Montse Aguer, Directrice des Musées Dalí
Les trois espaces qui forment le triangle dalinien - le Théâtre-Musée Dalí de Figueres, la maison de Portlligat et le château de Púbol - nous invitent à un voyage à travers la vie et l'œuvre de Salvador Dalí, sous la forme de trois documentaires où l'artiste lui-même joue le guide, à grand renfort d'informations et de documents méconnus voire inédits.
Le documentaire sur la maison de Portlligat, deuxième volet de cette trilogie*, nous emmène à la découverte d'une demeure qui fut à la fois la seule résidence de l'artiste, son seul atelier, son refuge et celui de Gala. Cette maison se dresse au cœur d'un paysage unique où Dalí puise sa raison d'être : celui de Portlligat, de Cadaqués et du Cap de Creus. Car ces paysages ont toujours inspiré et nourri le peintre. Peut-être même pourrait-on dire qu'ils ont forgé son identité tant Dalí fait corps avec eux.
La maison, elle-même pensée comme un atelier à grande échelle, constitue un élément clé de la cosmogonie dalinienne. Elle est le lieu de l'expérimentation, mais aussi l'espace sacré où, chaque jour, de façon obsessionnelle, se pratique la cérémonie de l'art. L'art, le choix vital de Dalí, sa passion.
*Le premier documentaire, produit en 2015, s'intitule Dalí, le dernier grand œuvre.
David Pujol, réalisateur et scénariste
L'univers dalinien constitue en soi une immense gageure. Mais ce documentaire se confronte en outre à un autre défi : celui de parvenir à refléter un paysage, changeant, d'une beauté sauvage, d'une forte personnalité, presque insaisissable. Il était néanmoins important de le faire. Alors que nous rédigions le scénario, Montse Aguer avait insisté sur l'importance de la mimésis entre le paysage du Cap de Creus et l'univers de Salvador Dalí, non seulement d'un point de vue artistique mais aussi mystique, tant on sait combien cet endroit du monde fut, pour Dalí, un refuge vital et spirituel.

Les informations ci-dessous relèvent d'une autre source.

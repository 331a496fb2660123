//! Save-slot discovery.
//!
//! A save root holds one directory per slot; each slot directory is a
//! [`FileStore`] containing the inventory and quest documents. Independent
//! slots never share ledger state.

use std::fs;
use std::path::{Path, PathBuf};
use std::time::{Duration, SystemTime};

use anyhow::{Context, Result};
use log::info;

use crate::slug::slot_dir_name;
use crate::storage::FileStore;

/// A discovered save slot.
#[derive(Debug, Clone, PartialEq, Eq)]
pub struct SlotInfo {
    pub name: String,
    pub path: PathBuf,
    pub modified: Option<SystemTime>,
}

/// Directory of save slots.
#[derive(Debug, Clone)]
pub struct SaveSlots {
    root: PathBuf,
}

impl SaveSlots {
    pub fn new(root: impl Into<PathBuf>) -> Self {
        Self { root: root.into() }
    }

    pub fn root(&self) -> &Path {
        &self.root
    }

    /// Directory used for `slot`.
    pub fn slot_dir(&self, slot: &str) -> PathBuf {
        self.root.join(slot_dir_name(slot))
    }

    /// Open (creating if needed) the store for `slot`.
    ///
    /// # Errors
    /// If the slot directory cannot be created.
    pub fn open(&self, slot: &str) -> Result<FileStore> {
        let dir = self.slot_dir(slot);
        fs::create_dir_all(&dir).with_context(|| format!("creating save slot {}", dir.display()))?;
        info!("opened save slot '{slot}' at {}", dir.display());
        Ok(FileStore::new(dir))
    }

    /// List existing slots, most recently modified first.
    ///
    /// # Errors
    /// If the save root exists but cannot be enumerated.
    pub fn list(&self) -> Result<Vec<SlotInfo>> {
        if !self.root.exists() {
            return Ok(Vec::new());
        }

        let mut slots = Vec::new();
        for entry in fs::read_dir(&self.root).with_context(|| format!("reading {}", self.root.display()))? {
            let entry = entry.with_context(|| format!("enumerating {}", self.root.display()))?;
            let path = entry.path();
            if !path.is_dir() {
                continue;
            }
            let Some(name) = path.file_name().and_then(|n| n.to_str()).map(str::to_string) else {
                continue;
            };
            let modified = latest_modified(&path);
            slots.push(SlotInfo { name, path, modified });
        }
        slots.sort_by(|a, b| b.modified.cmp(&a.modified).then(a.name.cmp(&b.name)));
        Ok(slots)
    }

    /// Delete a slot and everything in it. Missing slots are not an error.
    ///
    /// # Errors
    /// If the directory exists but cannot be removed.
    pub fn delete(&self, slot: &str) -> Result<()> {
        let dir = self.slot_dir(slot);
        if dir.exists() {
            fs::remove_dir_all(&dir).with_context(|| format!("deleting save slot {}", dir.display()))?;
            info!("deleted save slot '{slot}'");
        }
        Ok(())
    }
}

/// Newest modification time among the slot's documents, or the directory's own.
fn latest_modified(dir: &Path) -> Option<SystemTime> {
    let own = fs::metadata(dir).and_then(|m| m.modified()).ok();
    let newest_file = fs::read_dir(dir)
        .ok()?
        .filter_map(Result::ok)
        .filter_map(|e| e.metadata().ok()?.modified().ok())
        .max();
    newest_file.max(own)
}

/// Format a human-friendly modified time relative to now.
pub fn format_modified(modified: SystemTime) -> String {
    match SystemTime::now().duration_since(modified) {
        Ok(delta) => format_duration(delta),
        Err(_) => "in the future".to_string(),
    }
}

/// Convert a duration into a compact "time ago" string.
fn format_duration(duration: Duration) -> String {
    const MINUTE: u64 = 60;
    const HOUR: u64 = MINUTE * 60;
    const DAY: u64 = HOUR * 24;
    const WEEK: u64 = DAY * 7;

    let secs = duration.as_secs();
    if secs < 30 {
        "just now".to_string()
    } else if secs < MINUTE {
        format!("{secs}s ago")
    } else if secs < HOUR {
        format!("{}m ago", secs / MINUTE)
    } else if secs < DAY {
        format!("{}h ago", secs / HOUR)
    } else if secs < WEEK {
        format!("{}d ago", secs / DAY)
    } else {
        format!("{}w ago", secs / WEEK)
    }
}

Je voulais montrer Dalí dans son atelier, le peintre dans son sancta sanctorum, l'homme dans son habitat. Je voulais aussi évoquer Gala et donner à voir une existence marquée, comme toute vie, de nuances et de ruptures : depuis les dissensions familiales jusqu'aux ruptures, au moins aussi cruelles, engendrées par les guerres. Je voulais montrer ce basculement perpétuel entre le quotidien et l'exil, entre intérieur et extérieur, entre intimité et extraversion.
Lorsque l'on visite la maison, on éprouve à chaque instant un sentiment étrange : c'est un peu comme si Dalí vivait encore là, qu'il nous accompagnait à travers l'atelier, les cours, les jardins, les passages étroits qui bordent la maison... Tout est empreint de sa présence car ses idées sont puissantes, magiques. J'ai voulu, dans ce documentaire, témoigner de cette présence en mêlant à nos propres images des documents d'archive montrant Dalí déambuler dans sa demeure. J'ai souhaité transmettre une sensation presque ésotérique, pour que le spectateur comprenne que, s'il décide un jour de visiter cet endroit, la seule maison que l'artiste n'ait jamais possédée, ce sera Salvador Dalí lui-même qui le recevra et qui sera son hôte.